● Prompt
Set down a word-for-word copy of the data below, limited to the lines from the first through the line with "of every request".
Material provided below:
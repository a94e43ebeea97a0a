//! Request logging and body size limit

use std::sync::Arc;
use std::time::Instant;

use async_trait::async_trait;
use reinhardt::{Handler, Middleware, Request, Response};

use crate::core::exception::Error;

/// Logs method, path, status and latency of every request
pub struct LoggingMiddleware;

#[async_trait]
impl Middleware for LoggingMiddleware {
	async fn process(
		&self,
		request: Request,
		next: Arc<dyn Handler>,
	) -> reinhardt::Result<Response> {
		let method = request.method.clone();
		let path = request.path().to_string();
		let started = Instant::now();

		let result = next.handle(request).await;

		let elapsed_ms = started.elapsed().as_millis() as u64;
		match &result {
			Ok(response) if response.status.is_server_error() => {
				tracing::error!(%method, %path, status = response.status.as_u16(), elapsed_ms, "request");
			}
			Ok(response) => {
				tracing::info!(%method, %path, status = response.status.as_u16(), elapsed_ms, "request");
			}
			Err(e) => {
				tracing::error!(%method, %path, error = %e, elapsed_ms, "request failed");
			}
		}

		result
	}
}

/// Rejects bodies larger than `limit` bytes with 413
///
/// The server itself refuses anything above 10 MiB before a handler runs.
pub struct BodySizeLimitMiddleware {
	limit: usize,
}

impl BodySizeLimitMiddleware {
	pub fn new(limit: usize) -> Self {
		Self { limit }
	}

	fn declared_length(request: &Request) -> Option<usize> {
		request
			.get_header("content-length")
			.and_then(|value| value.trim().parse().ok())
	}
}

#[async_trait]
impl Middleware for BodySizeLimitMiddleware {
	async fn process(
		&self,
		request: Request,
		next: Arc<dyn Handler>,
	) -> reinhardt::Result<Response> {
		let length = Self::declared_length(&request)
			.unwrap_or(0)
			.max(request.body().len());
		if length > self.limit {
			tracing::warn!(length, limit = self.limit, "request body too large");
			return Ok(Error::PayloadTooLarge { limit: self.limit }.into_response());
		}
		next.handle(request).await
	}
}
//! Root URL configuration

use std::sync::Arc;

use reinhardt::urls::routers::ServerRouter;
use reinhardt::{Handler, Method, MiddlewareChain};

use crate::apps::users::authentication::AuthenticationMiddleware;
use crate::apps::{recipes, users};
use crate::config::state::AppState;
use crate::config::views;
use crate::core::exception::Result;
use crate::core::middleware::{BodySizeLimitMiddleware, LoggingMiddleware};
use crate::core::routing::{ApiRouter, endpoint};

/// Every route of the project
pub fn url_patterns(state: &AppState) -> ServerRouter {
	ServerRouter::new()
		.mount("/api/user/", users::urls::url_patterns(state))
		.mount("/api/recipe/", recipes::urls::url_patterns(state))
		.function(
			&media_route(&state.settings.media_url),
			Method::GET,
			endpoint(state, views::serve_media),
		)
}

/// Router behind the middleware stack, outermost first
pub fn application(state: AppState) -> Result<Arc<dyn Handler>> {
	let mut router = ApiRouter::new(url_patterns(&state))?
		.allow_any(&media_route(&state.settings.media_url))?;
	for route in users::urls::PUBLIC_ROUTES {
		router = router.allow_any(&format!("/api/user{}", route))?;
	}

	let authentication = AuthenticationMiddleware::new(state.db.clone(), state.tokens.clone());
	Ok(Arc::new(
		MiddlewareChain::new(Arc::new(router))
			.with_middleware(Arc::new(LoggingMiddleware))
			.with_middleware(Arc::new(BodySizeLimitMiddleware::new(
				state.settings.max_upload_size,
			)))
			.with_middleware(Arc::new(authentication)),
	))
}

fn media_route(media_url: &str) -> String {
	format!("/{}/{{*path}}", media_url.trim_matches('/'))
}
//! URL configuration for the recipes app

use reinhardt::Method;
use reinhardt::urls::routers::ServerRouter;

use crate::apps::recipes::models::{Ingredient, Label, Tag};
use crate::apps::recipes::views;
use crate::config::state::AppState;
use crate::core::routing::endpoint;

/// List and detail routes of one label model, e.g. `/tags/` and `/tags/{id}/`
fn label_routes<L: Label>(router: ServerRouter, state: &AppState) -> ServerRouter {
	let list = format!("/{}/", L::FIELD_NAME);
	let detail = format!("/{}/{{id}}/", L::FIELD_NAME);

	router
		.function(&list, Method::GET, endpoint(state, views::list_labels::<L>))
		.function(&detail, Method::PUT, endpoint(state, views::update_label::<L>))
		.function(
			&detail,
			Method::PATCH,
			endpoint(state, views::partial_update_label::<L>),
		)
		.function(&detail, Method::DELETE, endpoint(state, views::destroy_label::<L>))
}

pub fn url_patterns(state: &AppState) -> ServerRouter {
	let router = ServerRouter::new()
		.with_namespace("recipe")
		.function("/recipes/", Method::GET, endpoint(state, views::list_recipes))
		.function("/recipes/", Method::POST, endpoint(state, views::create_recipe))
		.function("/recipes/{id}/", Method::GET, endpoint(state, views::retrieve_recipe))
		.function("/recipes/{id}/", Method::PUT, endpoint(state, views::update_recipe))
		.function(
			"/recipes/{id}/",
			Method::PATCH,
			endpoint(state, views::partial_update_recipe),
		)
		.function("/recipes/{id}/", Method::DELETE, endpoint(state, views::destroy_recipe))
		.function(
			"/recipes/{id}/upload-image/",
			Method::POST,
			endpoint(state, views::upload_image),
		);

	let router = label_routes::<Tag>(router, state);
	label_routes::<Ingredient>(router, state)
}
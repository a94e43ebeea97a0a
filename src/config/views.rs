//! Project-level views

use image::ImageFormat;
use reinhardt::utils::storage::StorageError;
use reinhardt::{Request, Response};

use crate::config::state::AppState;
use crate::core::exception::{Error, Result};

/// `GET /media/{*path}` serves stored uploads
pub async fn serve_media(state: AppState, request: Request) -> Result<Response> {
	let key = request
		.path_params
		.get("path")
		.cloned()
		.ok_or(Error::RouteNotFound)?;
	if key.split('/').any(|segment| segment == "..") {
		return Err(Error::RouteNotFound);
	}

	let file = match state.storage.read(&key).await {
		Ok(file) => file,
		Err(StorageError::NotFound(_) | StorageError::InvalidPath(_)) => {
			return Err(Error::RouteNotFound);
		}
		Err(e) => return Err(e.into()),
	};
	let content_type = ImageFormat::from_path(&key)
		.map(|format| format.to_mime_type())
		.unwrap_or("application/octet-stream");

	Ok(Response::ok()
		.with_header("Content-Type", content_type)
		.with_body(file.content))
}
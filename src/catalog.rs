//! Curriculum catalog: which subjects each class takes each week, who
//! teaches each subject and which rooms may host it.
//!
//! The catalog is plain data keyed by names; [`Catalog::resolve`] joins it
//! against a store snapshot once per generation run, so missing references
//! surface eagerly instead of failing lookup-by-lookup inside the placer.

use std::collections::{BTreeMap, BTreeSet};

use crate::domain::{Day, Room, RoomId, Slot, Subject, SubjectId, Teacher, TeacherId};

/// Staffing for one subject: its teacher and the rooms that may host it.
#[derive(Debug, Clone, PartialEq, Eq)]
pub struct SubjectPlan {
    pub teacher: String,
    pub rooms: Vec<String>,
}

impl SubjectPlan {
    pub fn new(
        teacher: impl Into<String>,
        rooms: impl IntoIterator<Item = impl Into<String>>,
    ) -> Self {
        Self {
            teacher: teacher.into(),
            rooms: rooms.into_iter().map(Into::into).collect(),
        }
    }
}

/// The full scheduling catalog. Read-only during generation.
///
/// Days and slots are data so the grid shape is not baked into the
/// algorithm; [`Catalog::standard`] gives the usual 5×8 school week.
#[derive(Debug, Clone, PartialEq, Eq)]
pub struct Catalog {
    pub days: Vec<Day>,
    pub slots: Vec<Slot>,
    /// Class name -> subject name -> required weekly hours.
    pub curriculum: BTreeMap<String, BTreeMap<String, u8>>,
    /// Subject name -> staffing plan.
    pub subjects: BTreeMap<String, SubjectPlan>,
}

impl Catalog {
    /// An empty catalog over Mon–Fri, lesson periods 1–8.
    pub fn standard() -> Self {
        Self {
            days: (0..5).collect(),
            slots: (1..=8).collect(),
            curriculum: BTreeMap::new(),
            subjects: BTreeMap::new(),
        }
    }

    pub fn with_subject(mut self, name: impl Into<String>, plan: SubjectPlan) -> Self {
        self.subjects.insert(name.into(), plan);
        self
    }

    pub fn with_class_plan(
        mut self,
        class_name: impl Into<String>,
        hours: impl IntoIterator<Item = (impl Into<String>, u8)>,
    ) -> Self {
        let plan = hours
            .into_iter()
            .map(|(subject, h)| (subject.into(), h))
            .collect();
        self.curriculum.insert(class_name.into(), plan);
        self
    }

    /// Weekly subject-hours table for one class, if the catalog knows it.
    pub fn class_plan(&self, class_name: &str) -> Option<&BTreeMap<String, u8>> {
        self.curriculum.get(class_name)
    }

    /// Joins the name-keyed subject plans against store snapshots.
    ///
    /// Every subject referenced by any class plan ends up either in
    /// `subjects` (fully resolved ids) or in `failures` with the reason it
    /// cannot be scheduled. A failed subject contributes zero lesson units.
    pub fn resolve(
        &self,
        subjects: &[Subject],
        teachers: &[Teacher],
        rooms: &[Room],
    ) -> ResolvedCatalog {
        let subject_ids: BTreeMap<&str, SubjectId> =
            subjects.iter().map(|s| (s.name.as_str(), s.id)).collect();
        let teacher_ids: BTreeMap<&str, TeacherId> =
            teachers.iter().map(|t| (t.name.as_str(), t.id)).collect();
        let room_ids: BTreeMap<&str, RoomId> =
            rooms.iter().map(|r| (r.name.as_str(), r.id)).collect();

        let mut resolved = ResolvedCatalog::default();

        let demanded: BTreeSet<&str> = self
            .curriculum
            .values()
            .flat_map(|plan| plan.keys())
            .map(String::as_str)
            .collect();

        for name in demanded {
            match self.resolve_subject(name, &subject_ids, &teacher_ids, &room_ids) {
                Ok(entry) => {
                    resolved.subjects.insert(name.to_string(), entry);
                }
                Err(reason) => {
                    resolved.failures.insert(name.to_string(), reason);
                }
            }
        }

        resolved
    }

    fn resolve_subject(
        &self,
        name: &str,
        subject_ids: &BTreeMap<&str, SubjectId>,
        teacher_ids: &BTreeMap<&str, TeacherId>,
        room_ids: &BTreeMap<&str, RoomId>,
    ) -> Result<ResolvedSubject, String> {
        let plan = self
            .subjects
            .get(name)
            .ok_or_else(|| format!("no staffing plan for subject {name}"))?;
        let subject_id = *subject_ids
            .get(name)
            .ok_or_else(|| format!("subject {name} not found in store"))?;
        let teacher_id = *teacher_ids
            .get(plan.teacher.as_str())
            .ok_or_else(|| format!("teacher {} not found in store", plan.teacher))?;

        let rooms: Vec<RoomId> = plan
            .rooms
            .iter()
            .filter_map(|room| room_ids.get(room.as_str()).copied())
            .collect();
        if rooms.is_empty() {
            return Err(format!("no eligible room for subject {name} found in store"));
        }

        Ok(ResolvedSubject {
            subject_id,
            teacher_id,
            rooms,
        })
    }
}

/// A subject plan with every name joined to a store id.
#[derive(Debug, Clone, PartialEq, Eq)]
pub struct ResolvedSubject {
    pub subject_id: SubjectId,
    pub teacher_id: TeacherId,
    /// Non-empty; the placer picks one per lesson at placement time.
    pub rooms: Vec<RoomId>,
}

/// Result of joining the catalog against one store snapshot.
#[derive(Debug, Clone, Default)]
pub struct ResolvedCatalog {
    pub subjects: BTreeMap<String, ResolvedSubject>,
    /// Subject name -> why it cannot be scheduled this run.
    pub failures: BTreeMap<String, String>,
}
End of Material provided.
● Finished exercise
repository a94e43ebeea97a0a
//! Request logging and body size limit

use std::sync::Arc;
use std::time::Instant;

use async_trait::async_trait;
use reinhardt::{Handler, Middleware, Request, Response};

use crate::core::exception::Error;

/// Logs method, path, status and latency of every request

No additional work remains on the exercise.